Глубокой ночью водитель высадил её около четырнадцатого посёлка с напутствием.
- Малая, ты не обижайся, но я из-за тебя и так переработал. А если меня и отсюда завернут? Ты иди прямо туда, не звери же они, не выгонят же с ребёнком на улицу.
В первом от дороги бараке обнаружилась комната, где заканчивалась гулянка. Там было тепло, светло, накурено. Двое мужиков за столом вели какой-то серьёзный разговор, и на Настасью с ребёнком не обратили внимания. В комнате стояло три кровати, и на них всех спали поперек усталые гулящие. Настасья положила ребёнка на пол в углу, отчего он заворочался и застонал, взяла со стола кусок хлеба, положила на него несколько килек в томате и съела, затем докурила чью-то папиросу, оставленную в пепельнице, а после этого и сама присела в угол, взяла малютку, прислонилась к стенке, вытянула ноги - и уснула.
***
Доктор в четырнадцатом посёлке и впрямь имелся - пожилой, грузный дядька, с лысиной и весь в красных прожилках, которые избороздили всё его лицо и белки глаз.
- Всё время спит,- сказала ему Настасья, когда помощница доктора привела её в барачную каморку, служившую амбулаторией.- Это нормально?
Доктор посмотрел на младенца и ответил:
- Ненормально. Ты его кормишь?
- А как?
- Дура,- сказал доктор равнодушно.- Покажи сиськи.
Вообще-то эту фразу говорили в их посёлке парни девушкам, когда ухаживали. Настасья даже улыбнулась, вспомнив об этом. Она положила ребёнка на стол, расстегнула ватник и задрала майку, обнажив груди.
Доктор потянулся к ним, но она шагнула назад и призналась:
- У меня там всё болит.
- Конечно,- ответил доктор.- Потому и болит, что не кормишь. Иди сюда. Я - дипломированный специалист, и не буду гоняться за тобой по всей амбулатории.

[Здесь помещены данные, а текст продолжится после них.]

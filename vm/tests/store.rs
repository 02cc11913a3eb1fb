mod common;

use common::{CopyDecompressor, context, init_options, write_image};
use cradle_vm::{ConfigStore, PortAllocator, Provider, init, is_available};
use std::collections::BTreeSet;
use std::sync::Arc;

#[tokio::test]
async fn test_interrupted_write_keeps_previous_config() {
    let dir = tempfile::tempdir().unwrap();
    let ctx = context(dir.path(), Arc::new(CopyDecompressor::default()));
    let image = write_image(dir.path(), "image.raw.zst", b"boot");
    let mut config = init(&ctx, init_options("dev", &image, "v1.0")).await.unwrap();
    let store = ConfigStore::new(ctx.workspace().config_dir(Provider::Vfkit));

    // a writer that died between writing the temp file and renaming it
    let path = store.config_path("dev");
    std::fs::write(cradle_fs::temp_path_for(&path), b"{\"Name\": \"de").unwrap();

    assert_eq!(store.load("dev").await.unwrap().bootable.version, "v1.0");

    config.bootable.version = "v2.0".to_string();
    config.write().await.unwrap();
    assert_eq!(store.load("dev").await.unwrap().bootable.version, "v2.0");
    assert_eq!(store.list_all().await.unwrap().len(), 1);
}

#[tokio::test(flavor = "multi_thread", worker_threads = 4)]
async fn test_concurrent_allocations_are_distinct() {
    let dir = tempfile::tempdir().unwrap();
    let allocator = PortAllocator::new(
        dir.path().join("port-alloc.json"),
        dir.path().join("port-alloc.lock"),
    );

    let tasks: Vec<_> = (0..8)
        .map(|_| {
            let allocator = allocator.clone();
            tokio::spawn(async move { allocator.allocate().await })
        })
        .collect();
    let mut ports = BTreeSet::new();
    for task in tasks {
        ports.insert(task.await.unwrap().unwrap());
    }

    assert_eq!(ports.len(), 8);
    for port in &ports {
        assert!(is_available(*port));
    }
    let claimed: BTreeSet<u16> = allocator.claimed().await.unwrap().into_iter().collect();
    assert_eq!(claimed, ports);
}
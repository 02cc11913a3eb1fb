use serde::{Deserialize, Serialize};
use sha2::{Digest, Sha256};
use std::os::unix::ffi::OsStrExt;
use std::path::{Path, PathBuf};
use thiserror::Error;

/// Length of a virtio-fs mount tag. The hypervisor rejects longer device tags.
pub const MOUNT_TAG_LEN: usize = 36;

#[derive(Error, Debug, Clone, PartialEq, Eq)]
pub enum MountError {
    #[error("invalid volume '{volume}': expected SOURCE:TARGET[:ro|:rw]")]
    Format { volume: String },

    #[error("invalid volume '{volume}': path '{path}' must be absolute")]
    RelativePath { volume: String, path: PathBuf },

    #[error("invalid volume '{volume}': unknown option '{option}'")]
    Option { volume: String, option: String },
}

#[derive(Debug, Clone, Copy, PartialEq, Eq, Serialize, Deserialize)]
pub enum MountType {
    VirtioFs,
}

#[derive(Debug, Clone, PartialEq, Eq, Serialize, Deserialize)]
#[serde(rename_all = "PascalCase")]
pub struct MountSpec {
    pub original_input: String,
    pub source: PathBuf,
    pub target: PathBuf,
    pub tag: String,
    pub read_only: bool,
    #[serde(rename = "Type")]
    pub mount_type: MountType,
}

/// Derive the device tag for a guest mount point.
pub fn mount_tag(target: &Path) -> String {
    let digest = Sha256::digest(target.as_os_str().as_bytes());
    let mut tag = hex::encode(digest);
    tag.truncate(MOUNT_TAG_LEN);
    tag
}

impl MountSpec {
    /// Parse `SOURCE[:TARGET][:ro|:rw]`. A lone source is mounted at the same path.
    pub fn parse(volume: &str) -> Result<Self, MountError> {
        let parts: Vec<&str> = volume.split(':').collect();
        let (source, target, option) = match parts.as_slice() {
            [source] => (*source, *source, None),
            [source, target] => (*source, *target, None),
            [source, target, option] => (*source, *target, Some(*option)),
            _ => {
                return Err(MountError::Format {
                    volume: volume.to_string(),
                });
            }
        };
        if source.is_empty() || target.is_empty() {
            return Err(MountError::Format {
                volume: volume.to_string(),
            });
        }

        let read_only = match option {
            None | Some("rw") => false,
            Some("ro") => true,
            Some(other) => {
                return Err(MountError::Option {
                    volume: volume.to_string(),
                    option: other.to_string(),
                });
            }
        };

        let source = PathBuf::from(source);
        let target = PathBuf::from(target);
        for path in [&source, &target] {
            if !path.is_absolute() {
                return Err(MountError::RelativePath {
                    volume: volume.to_string(),
                    path: path.clone(),
                });
            }
        }

        Ok(Self {
            original_input: volume.to_string(),
            tag: mount_tag(&target),
            source,
            target,
            read_only,
            mount_type: MountType::VirtioFs,
        })
    }

    /// Whether this mount's target is, contains, or lies under `path`.
    pub fn overlaps(&self, path: &Path) -> bool {
        self.target.starts_with(path) || path.starts_with(&self.target)
    }
}

pub fn parse_volumes<S: AsRef<str>>(volumes: &[S]) -> Result<Vec<MountSpec>, MountError> {
    volumes
        .iter()
        .map(|volume| MountSpec::parse(volume.as_ref()))
        .collect()
}

#[cfg(test)]
mod tests {
    use super::*;

    #[test]
    fn test_tag_is_a_pure_function_of_target() {
        let a = MountSpec::parse("/Users/me/src:/src").unwrap();
        let b = MountSpec::parse("/Volumes/other:/src:ro").unwrap();
        let c = MountSpec::parse("/Users/me/src:/code").unwrap();

        assert_eq!(a.tag, b.tag);
        assert_ne!(a.tag, c.tag);
        assert_eq!(a.tag.len(), MOUNT_TAG_LEN);
        assert_eq!(a.tag, mount_tag(Path::new("/src")));
    }

    #[test]
    fn test_tags_of_many_targets_are_distinct() {
        let tags: std::collections::HashSet<String> = (0..1000)
            .map(|i| mount_tag(Path::new(&format!("/mnt/volume-{i}"))))
            .collect();
        assert_eq!(tags.len(), 1000);
    }

    #[test]
    fn test_parse_options() {
        let spec = MountSpec::parse("/a:/b:ro").unwrap();
        assert!(spec.read_only);
        assert_eq!(spec.source, Path::new("/a"));
        assert_eq!(spec.target, Path::new("/b"));

        let spec = MountSpec::parse("/a").unwrap();
        assert!(!spec.read_only);
        assert_eq!(spec.target, Path::new("/a"));
    }

    #[test]
    fn test_parse_rejects_bad_volumes() {
        assert!(matches!(
            MountSpec::parse("relative:/b"),
            Err(MountError::RelativePath { .. })
        ));
        assert!(matches!(
            MountSpec::parse("/a:/b:rx"),
            Err(MountError::Option { .. })
        ));
        assert!(matches!(
            MountSpec::parse("/a:/b:ro:extra"),
            Err(MountError::Format { .. })
        ));
    }

    #[test]
    fn test_overlaps() {
        let spec = MountSpec::parse("/a:/mnt").unwrap();
        assert!(spec.overlaps(Path::new("/mnt/.cradle-ignition")));
        assert!(spec.overlaps(Path::new("/mnt")));
        assert!(spec.overlaps(Path::new("/")));
        assert!(!spec.overlaps(Path::new("/mnt2")));
    }
}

Настасья подошла. Доктор взял её за грудь, подхватил младенца со стола - и вот маленький уже чмокает, жадно сдавливая сосок беззубым ротиком.
А потом он закричал - в первый раз - и Настасья принялась его баюкать.
- Мало молока,- заметил доктор.
- Помрёт малыш?- спросила его помощница, состроив участливый вид.
- Отчего это? Мы ведь в двадцать первом веке живём, а не в каком-то диком средневековье. Дашь юной мамаше тряпочку, а она будет заворачивать туда комочек чуть тёплой каши и совать ребёнку в рот. Выживет. И да - тряпку дашь чис-ту-ю.
Затем доктор с помощницей ушли, оставив Настасью с младенцем.
Через пару часов пришёл местный директор и сел перед ней на стол.
- Это,- сказал он.- Ищут тебя. Волонтёрши какие-то подняли панику. Мне сейчас звонили. Завтра, а может даже сегодня вечером к нам прибудет поисковая группа.
- Что же мне делать?
- Бежать тебе надо. Я машину дам. Тебя увезут дальше. Не бойся, этим сволочам ни ты не достанешься, ни ребёнок твой. Посиди пока здесь, только свет не зажигай. Поесть сейчас принесут. Как стемнеет - тебя отсюда увезут, ещё дальше, где уж точно американцы искать не додумаются. Главное - не бойся.
- Я и не боюсь,- ответила Настасья.- Спасибо вам за то, что выручаете. Скажите, а может кто-нибудь доложить обо мне Путину?
Директор зачем-то снял очки, посмотрел на них подслеповатым взглядом и снова водрузил на переносицу.
- Путину? Я думаю, что он и так в курсе. Может, тебе надо чего-нибудь... ну, я не знаю... одеяло там.
- Да!- согласилась Настасья.- Одеяло, пожалуйста, дайте.
Директор встал и вышел. Настасья посмотрела в окно, но там была видна только степь с тающим снегом да какие-то руины вдали. Ей пришло в голову, что с ней происходит приключение, как в фильме про мушкетёров. Она с маленьким убегает, а злые гвардейцы-американцы пытаются их поймать, но у них, конечно же, ничего не выйдет.
Никогда американцам не победить русских. Хоть и машины у этих американцев, и оружие, и еда вкусная. Но слабы они против русских, не сдюжить им.
И вообще, Настасье повезло. У них в посёлке есть такие, которые вообще нигде никогда не были. А она поездит, мир увидит. Может даже самого Путина удастся встретить.
Настасья улыбнулась своим фантазиям, смахнула таракана со щеки спящего малыша и стала ждать директора с одеялом.